Apriamo con una domanda: ma tutto ciò che è post-la qualsiasi cosa… è prog? Il quesito sorge spontaneo; ormai vi sono tante band internazionali – propugnatrici di un sound fluttuante sulle oscure macerie di generi musicali vari, demoliti appositamente per l’occasione – che sembrano tenerci in particolar modo ad essere inquadrate nel settore del rock progressivo. I parigini Wolve di Julien Sournac, quanto meno, mettono in evidenza validi e costanti controtempi di batteria (basteranno per essere prog tout-court?), alternando spontaneamente fasi di pura catatonia onirica ad altre più energiche, ottenendo così una parziale schiarita a quel buio che avvolge l’ascoltatore in meno di quaranta minuti. Un Sournac che nella lunga “Cassiah” sembra a tratti ripercorrere il disadattamento alternative e post-grunge (ci risiamo!) di Chris Cornell, quando cioè la moda dei gruppi di Seattle era passata e quindi gli elementi di spicco di quella scena dovevano pur cercare di re-inventarsi qualcosa. Ma se parliamo di quest’ambito specifico, non possiamo non pensare anche alla parte più evocativa degli Alice In Chains ed al relativo progetto parallelo denominato Mad Season.
“Ocean”, anch’essa oltre i dieci minuti, è un po’ più personale; qui si affonda maggiormente nell’oscurità, anche se le parti migliori, comunque, sono fasi strumentali che devono ancora pagare dazio alle stesure alternative di cui sopra. Ci sono poi da citare i quasi otto minuti di “Color Collapse”, decisamente più vicina ai Porcupine Tree che hanno da poco lasciato la fase floydiana (pur tenendone alcuni strascichi nel proprio back-ground) per intraprendere quella più “alternativa” (ma quante volte l’avremo ripetuta, questa strabenedetta parola?!). Un’alternanza, quindi, di fasi quiete e scorrevoli con altre in cui la chitarra gratta riff caoticamente controllati. Chiude la title-track, una ballata non certo allegra per voce e chitarra acustica, che rimanda alla poetica di matrice Radiohead.

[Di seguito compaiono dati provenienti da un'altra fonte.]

//! AddCard command

use crate::content::{compose, split_gifs};
use crate::error::{BoardError, Result};
use crate::locate::locate_deep;
use crate::store::{BoardStore, Execute};
use crate::types::{Card, EntityId, Item};
use serde::Deserialize;
use tracing::debug;

/// Append a new card to a column
#[derive(Debug, Clone, Deserialize)]
pub struct AddCard {
    /// Column to append to
    pub column: EntityId,
    pub author: String,
    /// Card text, may already carry gif markers
    pub content: String,
    /// Extra gif urls appended below the text
    #[serde(default)]
    pub gifs: Vec<String>,
    /// Use this id instead of minting one
    pub id: Option<EntityId>,
}

impl AddCard {
    pub fn new(
        column: impl Into<EntityId>,
        author: impl Into<String>,
        content: impl Into<String>,
    ) -> Self {
        Self {
            column: column.into(),
            author: author.into(),
            content: content.into(),
            gifs: Vec::new(),
            id: None,
        }
    }

    /// Attach gifs
    pub fn with_gifs(mut self, gifs: Vec<String>) -> Self {
        self.gifs = gifs;
        self
    }

    /// Set the card id
    pub fn with_id(mut self, id: impl Into<EntityId>) -> Self {
        self.id = Some(id.into());
        self
    }
}

impl Execute for AddCard {
    type Output = Card;

    fn execute(&self, store: &mut BoardStore) -> Result<Card> {
        let mut parts = split_gifs(&self.content);
        parts.gifs.extend(self.gifs.iter().cloned());
        if parts.is_blank() {
            return Err(BoardError::invalid_value("content", "card content cannot be empty"));
        }

        let id = self.id.clone().unwrap_or_default();
        if locate_deep(store.board(), id.as_str()).is_some()
            || store.board().find_column(id.as_str()).is_some()
        {
            return Err(BoardError::duplicate_id("card", id.as_str()));
        }

        let index = store
            .board()
            .column_index(self.column.as_str())
            .ok_or_else(|| BoardError::ColumnNotFound {
                id: self.column.to_string(),
            })?;
        let card = Card::new(id, self.author.trim(), compose(&parts.text, &parts.gifs));
        if let Some(column) = store.board_mut().column_mut(index) {
            column.items.push(Item::Card(card.clone()));
        }
        debug!(card = %card.id, column = %self.column, "card added");
        Ok(card)
    }
}

#[cfg(test)]
mod tests {
    use super::*;
    use crate::types::Board;

    fn store() -> BoardStore {
        BoardStore::new(Board::sample()).unwrap()
    }

    #[test]
    fn test_add_card_appends_to_column() {
        let mut store = store();
        let card = AddCard::new("col2", "Dana", "  Ship it  ").execute(&mut store).unwrap();

        assert_eq!(card.content, "Ship it");
        assert_eq!(card.score, 0);
        let last = store.board().find_column("col2").unwrap().items.last().unwrap();
        assert_eq!(last.id(), &card.id);
    }

    #[test]
    fn test_add_card_with_gif_only() {
        let mut store = store();
        let card = AddCard::new("col1", "Dana", "")
            .with_gifs(vec!["https://g.test/yay.gif".into()])
            .execute(&mut store)
            .unwrap();
        assert_eq!(card.content, "![gif](https://g.test/yay.gif)");
    }

    #[test]
    fn test_blank_content_is_rejected() {
        let mut store = store();
        let before = store.snapshot();
        let err = AddCard::new("col1", "Dana", " \n ").execute(&mut store).unwrap_err();
        assert!(matches!(err, BoardError::InvalidValue { .. }));
        assert_eq!(store.board(), &before);
    }

    #[test]
    fn test_unknown_column() {
        let mut store = store();
        let err = AddCard::new("nope", "Dana", "hi").execute(&mut store).unwrap_err();
        assert!(matches!(err, BoardError::ColumnNotFound { .. }));
    }

    #[test]
    fn test_explicit_id_must_be_unique() {
        let mut store = store();
        let err = AddCard::new("col1", "Dana", "hi")
            .with_id("card1")
            .execute(&mut store)
            .unwrap_err();
        assert!(matches!(err, BoardError::DuplicateId { .. }));
    }
}
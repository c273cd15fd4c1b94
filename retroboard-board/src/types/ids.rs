//! Identifier newtype shared by columns and items.
//!
//! Columns, cards, spacers and stacks share one id namespace so a gesture can
//! carry any of them without saying which kind it is.

use serde::{Deserialize, Serialize};
use std::borrow::Borrow;
use ulid::Ulid;

/// Opaque, board-wide unique identifier.
#[derive(Debug, Clone, PartialEq, Eq, PartialOrd, Ord, Hash, Serialize, Deserialize)]
#[serde(transparent)]
pub struct EntityId(String);

impl EntityId {
    /// Mint a fresh ULID-backed id
    pub fn new() -> Self {
        Self(Ulid::new().to_string())
    }

    /// Wrap an existing id string
    pub fn from_string(s: impl Into<String>) -> Self {
        Self(s.into())
    }

    /// Get the inner string value
    pub fn as_str(&self) -> &str {
        &self.0
    }
}

impl Default for EntityId {
    fn default() -> Self {
        Self::new()
    }
}

impl std::fmt::Display for EntityId {
    fn fmt(&self, f: &mut std::fmt::Formatter<'_>) -> std::fmt::Result {
        f.write_str(&self.0)
    }
}

impl From<&str> for EntityId {
    fn from(s: &str) -> Self {
        Self(s.to_string())
    }
}

impl From<String> for EntityId {
    fn from(s: String) -> Self {
        Self(s)
    }
}

impl From<&EntityId> for EntityId {
    fn from(id: &EntityId) -> Self {
        id.clone()
    }
}

impl Borrow<str> for EntityId {
    fn borrow(&self) -> &str {
        &self.0
    }
}

impl PartialEq<str> for EntityId {
    fn eq(&self, other: &str) -> bool {
        self.0 == other
    }
}

impl PartialEq<&str> for EntityId {
    fn eq(&self, other: &&str) -> bool {
        self.0 == *other
    }
}
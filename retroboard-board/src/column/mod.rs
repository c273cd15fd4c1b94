//! Column commands

mod group;

pub use group::ApplyGrouping;
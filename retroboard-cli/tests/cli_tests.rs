use assert_cmd::prelude::*;
use predicates::prelude::*;
use std::fs;
use std::path::PathBuf;
use std::process::Command;
use tempfile::TempDir;

const SEED: &str = r#"
columns:
  - id: todo
    title: To Do
    items:
      - type: card
        id: c1
        authorName: Ana
        content: first
      - type: card
        id: c2
        authorName: Ben
        content: second
  - id: done
    title: Done
"#;

const HOLD_SCRIPT: &str = r#"
- gesture: drag_start
  id: c1
- gesture: drag_over
  over: c2
- wait:
    ms: 700
- gesture: drag_end
  over: c2
"#;

fn write(dir: &TempDir, name: &str, contents: &str) -> PathBuf {
    let path = dir.path().join(name);
    fs::write(&path, contents).unwrap();
    path
}

fn retroboard() -> Command {
    let mut cmd = Command::cargo_bin("retroboard").unwrap();
    for var in [
        "RETROBOARD_STACK_DELAY_MS",
        "RETROBOARD_FRAME_INTERVAL_MS",
        "RETROBOARD_THROTTLE_PREVIEWS",
        "RETROBOARD_DROP_OUTSIDE",
    ] {
        cmd.env_remove(var);
    }
    cmd
}

#[test]
fn test_help_lists_subcommands() {
    retroboard()
        .arg("--help")
        .assert()
        .success()
        .stdout(predicate::str::contains("replay"))
        .stdout(predicate::str::contains("check"));
}

#[test]
fn test_replay_hold_creates_stack() {
    let dir = TempDir::new().unwrap();
    let seed = write(&dir, "board.yaml", SEED);
    let script = write(&dir, "script.yaml", HOLD_SCRIPT);

    let output = retroboard()
        .arg("replay")
        .arg(&seed)
        .arg(&script)
        .assert()
        .success()
        .get_output()
        .stdout
        .clone();
    let board: serde_json::Value = serde_json::from_slice(&output).unwrap();
    let items = board["columns"][0]["items"].as_array().unwrap();
    assert_eq!(items.len(), 1);
    assert_eq!(items[0]["type"], "stack");
    assert_eq!(items[0]["cards"][0]["id"], "c2");
    assert_eq!(items[0]["cards"][1]["id"], "c1");
}

#[test]
fn test_config_file_delays_stacking() {
    let dir = TempDir::new().unwrap();
    let seed = write(&dir, "board.yaml", SEED);
    let script = write(&dir, "script.yaml", HOLD_SCRIPT);
    let config = write(&dir, "retroboard.toml", "stack_delay_ms = 2000\n");

    retroboard()
        .arg("replay")
        .arg(&seed)
        .arg(&script)
        .arg("--config")
        .arg(&config)
        .arg("--format")
        .arg("yaml")
        .assert()
        .success()
        .stdout(predicate::str::contains("type: stack").not())
        .stdout(predicate::str::contains("id: c2"));
}

#[test]
fn test_env_overrides_stack_delay() {
    let dir = TempDir::new().unwrap();
    let seed = write(&dir, "board.yaml", SEED);
    let script = write(&dir, "script.yaml", HOLD_SCRIPT);

    retroboard()
        .env("RETROBOARD_STACK_DELAY_MS", "5000")
        .arg("replay")
        .arg(&seed)
        .arg(&script)
        .assert()
        .success()
        .stdout(predicate::str::contains("\"stack\"").not());
}

#[test]
fn test_check_valid_seed() {
    let dir = TempDir::new().unwrap();
    let seed = write(&dir, "board.yaml", SEED);

    retroboard()
        .arg("check")
        .arg(&seed)
        .assert()
        .success()
        .stdout(predicate::str::contains("ok (2 columns, 2 items, 0 stacks)"));
}

#[test]
fn test_check_rejects_unknown_extension() {
    let dir = TempDir::new().unwrap();
    let seed = write(&dir, "board.txt", SEED);

    retroboard()
        .arg("check")
        .arg(&seed)
        .assert()
        .failure()
        .code(1)
        .stderr(predicate::str::contains("Error:"));
}

#[test]
fn test_failing_step_exits_with_error() {
    let dir = TempDir::new().unwrap();
    let seed = write(&dir, "board.yaml", SEED);
    let script = write(&dir, "script.yaml", "- unstack:\n    stack: c1\n");

    retroboard()
        .arg("replay")
        .arg(&seed)
        .arg(&script)
        .assert()
        .failure()
        .stderr(predicate::str::contains("step 1"));
}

L’album è sicuramente ben bilanciato nella sua delicatezza, un fattore che può essere ancor più apprezzato se si pensa che questo debutto in realtà è un concept sul viaggio che si fa (o che si potrebbe non fare) dopo la morte. Julien Sournac, dopo tanti anni, è riuscito a mettere insieme dei musicisti capaci di interpretare il suo pensiero. Da questo punto di vista, felicitazioni ed onori a tutti. La stampa francese, dal canto suo, ne sta parlando in maniera che definire entusiastica è un eufemismo. Probabilmente, ci sarebbe invece da aspettare un attimo a lasciarsi andare agli entusiasmi senza riserva alcuna. Pur volendo ammettere che la Musica non dovrebbe essere vincolata da generi e sottogeneri inventati ad uso e consumo di chi scrive (e poi propinati ai lettori con la scusa di far comprendere loro quello che andranno a sentire o comprare), i Wolve sono uno di quei gruppi che ha bisogno di capire con esattezza a quale fetta di pubblico rivolgersi. Perché il momento di fare il grande salto rivolgendosi a chiunque senza distinzione alcuna – sforzatevi di crederci, per favore – non è ancora arrivato.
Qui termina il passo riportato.